The half-life of DNA is about 500 years; the odds of finding any preserved sequences of dinosaur DNA longer than a few base pairs is pretty much nil. Even with very large samples, it simply would not be possible to recover any information from such fragments any more than you could reconstruct a book from a list of the syllables contained in a few million shredded copies.

You'd have an easier time modifying the genomes of modern-day birds and reptiles to produce something that looked like dinosaurs, but even this is far beyond the reach of current technology.


There are some birds even now that are "obviously" theropod dinosaurs (all birds are dinosaurs, but some are phenotypically closer to their ancestors than others). The sauropod lineage is truly dead though – birds are still their closest extant relatives, but the lineages diverged already in the late Triassic, ~230M years ago.
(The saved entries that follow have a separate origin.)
//! Tests for the update_test & update_test_without_id endpoints.

use axum::{
    extract::{Json, Path, State},
    http::StatusCode,
    response::IntoResponse,
};
use sea_orm::EntityTrait;
use testsystem::{
    model::test::TestDto,
    server::{
        controller::test::{get_test, update_test, update_test_without_id},
        model::session::role::Role,
    },
};

use super::*;

fn input(name: &str, duration_minutes: i32, questions_number: i32) -> TestDto {
    TestDto {
        name: name.to_string(),
        duration_minutes,
        questions_number,
        ..Default::default()
    }
}

/// Expect 200 with only name, duration & question count changed
#[tokio::test]
async fn updates_owned_test() -> Result<(), TestError> {
    let test = TestBuilder::new().with_test_tables().build().await?;
    let existing = test.fixtures().insert_mock_test("u1", "Quiz1").await?;
    login_as(&test.session, "u1", &[Role::Teacher]).await?;

    let body = TestDto {
        author_id: Some("u2".to_string()),
        questions: vec!["q9".to_string()],
        ..input("Quiz1b", 45, 7)
    };
    let result = update_test(
        State(test.to_app_state()),
        test.session.clone(),
        Path(existing.id.clone()),
        Json(body),
    )
    .await;

    assert!(result.is_ok());
    let resp = result.unwrap().into_response();
    assert_eq!(resp.status(), StatusCode::OK);

    let updated: TestDto = body_json(resp).await;
    assert_eq!(updated.id.as_deref(), Some(existing.id.as_str()));
    assert_eq!(updated.author_id.as_deref(), Some("u1"));
    assert_eq!(updated.name, "Quiz1b");
    assert_eq!(updated.duration_minutes, 45);
    assert_eq!(updated.questions_number, 7);
    assert!(updated.questions.is_empty());

    // Persisted change is visible on a subsequent read
    let result = get_test(
        State(test.to_app_state()),
        test.session.clone(),
        Path(existing.id.clone()),
    )
    .await;
    let fetched: TestDto = body_json(result.unwrap().into_response()).await;
    assert_eq!(fetched, updated);

    Ok(())
}

/// Expect 404 and no change when the test belongs to another author
#[tokio::test]
async fn not_found_for_other_authors_test() -> Result<(), TestError> {
    let test = TestBuilder::new().with_test_tables().build().await?;
    let existing = test.fixtures().insert_mock_test("u1", "Quiz1").await?;
    login_as(&test.session, "u2", &[Role::Teacher]).await?;

    let result = update_test(
        State(test.to_app_state()),
        test.session.clone(),
        Path(existing.id.clone()),
        Json(input("Hijacked", 10, 1)),
    )
    .await;

    assert!(result.is_err());
    let resp = result.err().unwrap().into_response();
    assert_eq!(resp.status(), StatusCode::NOT_FOUND);

    let stored = entity::prelude::Test::find_by_id(existing.id.clone())
        .one(&test.db)
        .await?;
    assert_eq!(stored, Some(existing));

    Ok(())
}

/// Expect 404 when the test does not exist
#[tokio::test]
async fn not_found_for_missing_test() -> Result<(), TestError> {
    let test = TestBuilder::new().with_test_tables().build().await?;
    login_as(&test.session, "u1", &[Role::Teacher]).await?;

    let result = update_test(
        State(test.to_app_state()),
        test.session.clone(),
        Path("missing".to_string()),
        Json(input("Quiz1", 30, 5)),
    )
    .await;

    assert!(result.is_err());
    let resp = result.err().unwrap().into_response();
    assert_eq!(resp.status(), StatusCode::NOT_FOUND);

    Ok(())
}

/// Expect 400 for a negative question count
#[tokio::test]
async fn bad_request_for_invalid_fields() -> Result<(), TestError> {
    let test = TestBuilder::new().with_test_tables().build().await?;
    let existing = test.fixtures().insert_mock_test("u1", "Quiz1").await?;
    login_as(&test.session, "u1", &[Role::Teacher]).await?;

    let result = update_test(
        State(test.to_app_state()),
        test.session.clone(),
        Path(existing.id),
        Json(input("Quiz1", 30, -1)),
    )
    .await;

    assert!(result.is_err());
    let resp = result.err().unwrap().into_response();
    assert_eq!(resp.status(), StatusCode::BAD_REQUEST);

    Ok(())
}

/// Expect 400 when updating without a test ID
#[tokio::test]
async fn bad_request_without_id() -> Result<(), TestError> {
    let test = TestBuilder::new().with_test_tables().build().await?;
    login_as(&test.session, "u1", &[Role::Teacher]).await?;

    let result = update_test_without_id(State(test.to_app_state()), test.session.clone()).await;

    assert!(result.is_err());
    let resp = result.err().unwrap().into_response();
    assert_eq!(resp.status(), StatusCode::BAD_REQUEST);

    Ok(())
}

/// Expect 401 when no user is logged in
#[tokio::test]
async fn unauthorized_when_not_logged_in() -> Result<(), TestError> {
    let test = TestBuilder::new().with_test_tables().build().await?;
    let existing = test.fixtures().insert_mock_test("u1", "Quiz1").await?;

    let result = update_test(
        State(test.to_app_state()),
        test.session.clone(),
        Path(existing.id),
        Json(input("Quiz1", 30, 5)),
    )
    .await;

    assert!(result.is_err());
    let resp = result.err().unwrap().into_response();
    assert_eq!(resp.status(), StatusCode::UNAUTHORIZED);

    Ok(())
}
With the benefit of hindsight, it's a bit surprising that the link between ostriches and raptors (first fossil 1923 I think) in particular wasn't more noted which, of course, would have implied some link between theropods and modern birds more generally. There was some evidence like feathers on some dinosaurs but thinking about dinosaurs didn't really start changing en-masse until the late 1980s.


> but even this is far beyond the reach of current technology

I saw an article not too long ago about creating chicken embrios with teeth. Doesn't seem that far


Is that half life temperature dependent?


Yes, we have many sequences of avian dinosaurs (birds) and presumably future genome engineering methods will allow us to take those avian dinosaurs and give them the phenotype of titanosaurs and other extinct dinosaurs. But we will never be able to tell what DNA they had. It's gone. The best we can do is metabolomics.


Can we really know the phenotype of extinct dinosaurs, without their DNA? Whatever is left of these dinosaurs (fossils, prints…) probably doesn’t allow to know everything about the phenotype. We can guess, but we can’t know?


Birds, or as one might consider them, avian dinosaurs, as well as members of Crocodilia.


Would be great to use clicker training on them.


If you like the idea of owning and training dinosaurs, consider adopting a few chickens or guineafowl.


It was that picture in the article showing the size of that beast in relation to man that triggered this fantasy. Think Skinner’s ping pong playing pigeons - but scaled up to Godzilla size. Click & treat! :)


or like... some type of lizard?


Birds are in the clade ornithurae, which is within the clade dinosauria.

https://en.wikipedia.org/wiki/Bird

I’m unaware of any lizards in that clade, so if you want to own dinosaurs, then the birds are a better option.

But there are many great (other) reptile pets as well, such as lizards.